• EXERCISE PROMPT
Gather every line from the entries below that includes "clone".

(Stored data entries)
[Start of Attachment]

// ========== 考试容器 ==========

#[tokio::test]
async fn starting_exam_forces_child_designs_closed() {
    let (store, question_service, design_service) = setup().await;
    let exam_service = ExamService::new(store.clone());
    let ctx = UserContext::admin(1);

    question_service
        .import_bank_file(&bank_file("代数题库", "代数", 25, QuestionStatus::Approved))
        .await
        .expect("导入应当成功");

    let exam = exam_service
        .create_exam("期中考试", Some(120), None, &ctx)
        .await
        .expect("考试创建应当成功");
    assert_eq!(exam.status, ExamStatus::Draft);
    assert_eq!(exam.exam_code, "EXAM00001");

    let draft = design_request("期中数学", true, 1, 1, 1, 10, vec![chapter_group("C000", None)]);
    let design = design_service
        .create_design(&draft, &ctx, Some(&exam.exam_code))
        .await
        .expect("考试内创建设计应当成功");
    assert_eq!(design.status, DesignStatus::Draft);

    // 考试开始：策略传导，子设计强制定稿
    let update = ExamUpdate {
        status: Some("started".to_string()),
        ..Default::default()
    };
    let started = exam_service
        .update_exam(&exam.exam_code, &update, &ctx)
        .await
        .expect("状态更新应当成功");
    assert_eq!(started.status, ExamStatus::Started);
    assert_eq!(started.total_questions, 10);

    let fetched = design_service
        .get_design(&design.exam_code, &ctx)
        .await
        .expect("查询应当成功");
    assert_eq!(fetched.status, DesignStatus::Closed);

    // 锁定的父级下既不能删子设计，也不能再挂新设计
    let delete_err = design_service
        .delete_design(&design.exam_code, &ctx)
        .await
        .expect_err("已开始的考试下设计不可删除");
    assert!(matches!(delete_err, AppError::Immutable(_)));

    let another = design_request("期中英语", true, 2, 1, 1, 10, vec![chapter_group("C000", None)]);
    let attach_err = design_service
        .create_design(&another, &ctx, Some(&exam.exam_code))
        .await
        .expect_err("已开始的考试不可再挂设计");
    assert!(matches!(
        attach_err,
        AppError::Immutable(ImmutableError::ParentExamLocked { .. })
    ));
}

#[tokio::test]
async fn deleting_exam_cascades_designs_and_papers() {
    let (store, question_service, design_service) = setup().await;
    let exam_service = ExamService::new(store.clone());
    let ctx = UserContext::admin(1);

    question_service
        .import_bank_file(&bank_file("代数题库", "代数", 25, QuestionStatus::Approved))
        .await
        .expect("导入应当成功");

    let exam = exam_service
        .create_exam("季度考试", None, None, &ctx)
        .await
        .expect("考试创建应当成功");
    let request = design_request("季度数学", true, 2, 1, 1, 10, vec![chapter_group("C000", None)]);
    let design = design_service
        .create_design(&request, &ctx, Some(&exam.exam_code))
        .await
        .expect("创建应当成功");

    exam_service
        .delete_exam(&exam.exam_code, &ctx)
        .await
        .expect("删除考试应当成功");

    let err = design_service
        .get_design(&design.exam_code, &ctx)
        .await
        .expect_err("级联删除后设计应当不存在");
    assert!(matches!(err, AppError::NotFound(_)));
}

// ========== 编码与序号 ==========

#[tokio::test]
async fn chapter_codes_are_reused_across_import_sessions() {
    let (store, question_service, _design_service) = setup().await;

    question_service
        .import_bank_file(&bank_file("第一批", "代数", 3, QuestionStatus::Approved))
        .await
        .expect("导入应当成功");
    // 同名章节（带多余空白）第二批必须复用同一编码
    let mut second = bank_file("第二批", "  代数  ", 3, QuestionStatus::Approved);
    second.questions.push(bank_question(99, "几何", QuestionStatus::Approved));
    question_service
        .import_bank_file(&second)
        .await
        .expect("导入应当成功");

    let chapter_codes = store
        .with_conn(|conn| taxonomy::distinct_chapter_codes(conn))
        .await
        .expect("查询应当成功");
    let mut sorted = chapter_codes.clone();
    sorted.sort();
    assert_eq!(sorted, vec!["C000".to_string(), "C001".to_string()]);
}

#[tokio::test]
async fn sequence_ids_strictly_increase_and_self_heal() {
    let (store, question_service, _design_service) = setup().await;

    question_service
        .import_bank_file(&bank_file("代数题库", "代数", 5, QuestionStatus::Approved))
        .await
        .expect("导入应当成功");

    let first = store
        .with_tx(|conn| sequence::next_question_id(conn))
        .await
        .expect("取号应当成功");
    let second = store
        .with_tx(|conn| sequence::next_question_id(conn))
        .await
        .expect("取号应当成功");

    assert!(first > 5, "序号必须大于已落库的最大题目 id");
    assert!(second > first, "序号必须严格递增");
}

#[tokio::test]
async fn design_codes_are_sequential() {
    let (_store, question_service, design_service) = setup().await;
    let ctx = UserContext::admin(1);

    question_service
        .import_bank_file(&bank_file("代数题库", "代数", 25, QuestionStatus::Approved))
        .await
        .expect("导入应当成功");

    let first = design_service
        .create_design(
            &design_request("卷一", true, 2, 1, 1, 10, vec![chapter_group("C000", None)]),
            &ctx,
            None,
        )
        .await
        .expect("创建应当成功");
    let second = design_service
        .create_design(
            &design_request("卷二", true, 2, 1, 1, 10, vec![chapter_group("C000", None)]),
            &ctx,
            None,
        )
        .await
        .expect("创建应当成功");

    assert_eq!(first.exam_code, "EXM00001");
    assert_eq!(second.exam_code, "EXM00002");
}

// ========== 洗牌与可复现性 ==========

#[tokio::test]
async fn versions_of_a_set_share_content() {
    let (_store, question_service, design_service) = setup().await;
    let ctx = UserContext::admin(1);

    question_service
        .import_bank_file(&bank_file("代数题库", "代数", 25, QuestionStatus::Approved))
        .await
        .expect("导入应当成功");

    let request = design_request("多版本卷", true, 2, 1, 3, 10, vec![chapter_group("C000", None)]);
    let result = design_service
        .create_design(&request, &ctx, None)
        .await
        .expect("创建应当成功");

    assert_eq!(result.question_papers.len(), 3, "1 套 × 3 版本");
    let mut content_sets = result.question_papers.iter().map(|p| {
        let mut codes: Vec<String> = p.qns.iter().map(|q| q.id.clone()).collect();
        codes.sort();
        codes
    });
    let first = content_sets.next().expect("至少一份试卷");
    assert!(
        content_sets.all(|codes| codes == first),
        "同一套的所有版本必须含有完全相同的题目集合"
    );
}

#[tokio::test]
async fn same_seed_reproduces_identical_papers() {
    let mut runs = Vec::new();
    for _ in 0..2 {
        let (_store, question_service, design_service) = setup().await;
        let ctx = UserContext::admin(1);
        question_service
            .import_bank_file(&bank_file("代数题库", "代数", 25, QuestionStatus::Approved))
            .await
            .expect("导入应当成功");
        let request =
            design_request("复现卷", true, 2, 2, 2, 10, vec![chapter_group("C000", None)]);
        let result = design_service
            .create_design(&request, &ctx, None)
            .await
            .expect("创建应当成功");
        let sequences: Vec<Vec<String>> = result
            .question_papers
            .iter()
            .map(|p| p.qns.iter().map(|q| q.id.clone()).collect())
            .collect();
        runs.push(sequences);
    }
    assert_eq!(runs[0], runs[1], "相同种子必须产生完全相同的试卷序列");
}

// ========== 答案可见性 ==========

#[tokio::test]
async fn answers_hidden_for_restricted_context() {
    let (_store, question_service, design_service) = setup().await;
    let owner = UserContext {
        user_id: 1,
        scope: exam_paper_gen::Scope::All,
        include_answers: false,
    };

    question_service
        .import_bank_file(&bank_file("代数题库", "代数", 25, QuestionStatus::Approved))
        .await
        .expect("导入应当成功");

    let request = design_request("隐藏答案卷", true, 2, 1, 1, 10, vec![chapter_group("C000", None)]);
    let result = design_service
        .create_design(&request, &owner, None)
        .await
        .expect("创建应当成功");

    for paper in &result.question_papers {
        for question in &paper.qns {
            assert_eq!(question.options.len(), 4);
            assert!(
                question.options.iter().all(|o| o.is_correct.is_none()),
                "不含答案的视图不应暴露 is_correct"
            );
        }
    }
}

[End of Attachment]

• SOLUTION TO THIS EXERCISE
    let exam_service = ExamService::new(store.clone());
    let exam_service = ExamService::new(store.clone());
    let mut sorted = chapter_codes.clone();
        let mut codes: Vec<String> = p.qns.iter().map(|q| q.id.clone()).collect();
            .map(|p| p.qns.iter().map(|q| q.id.clone()).collect())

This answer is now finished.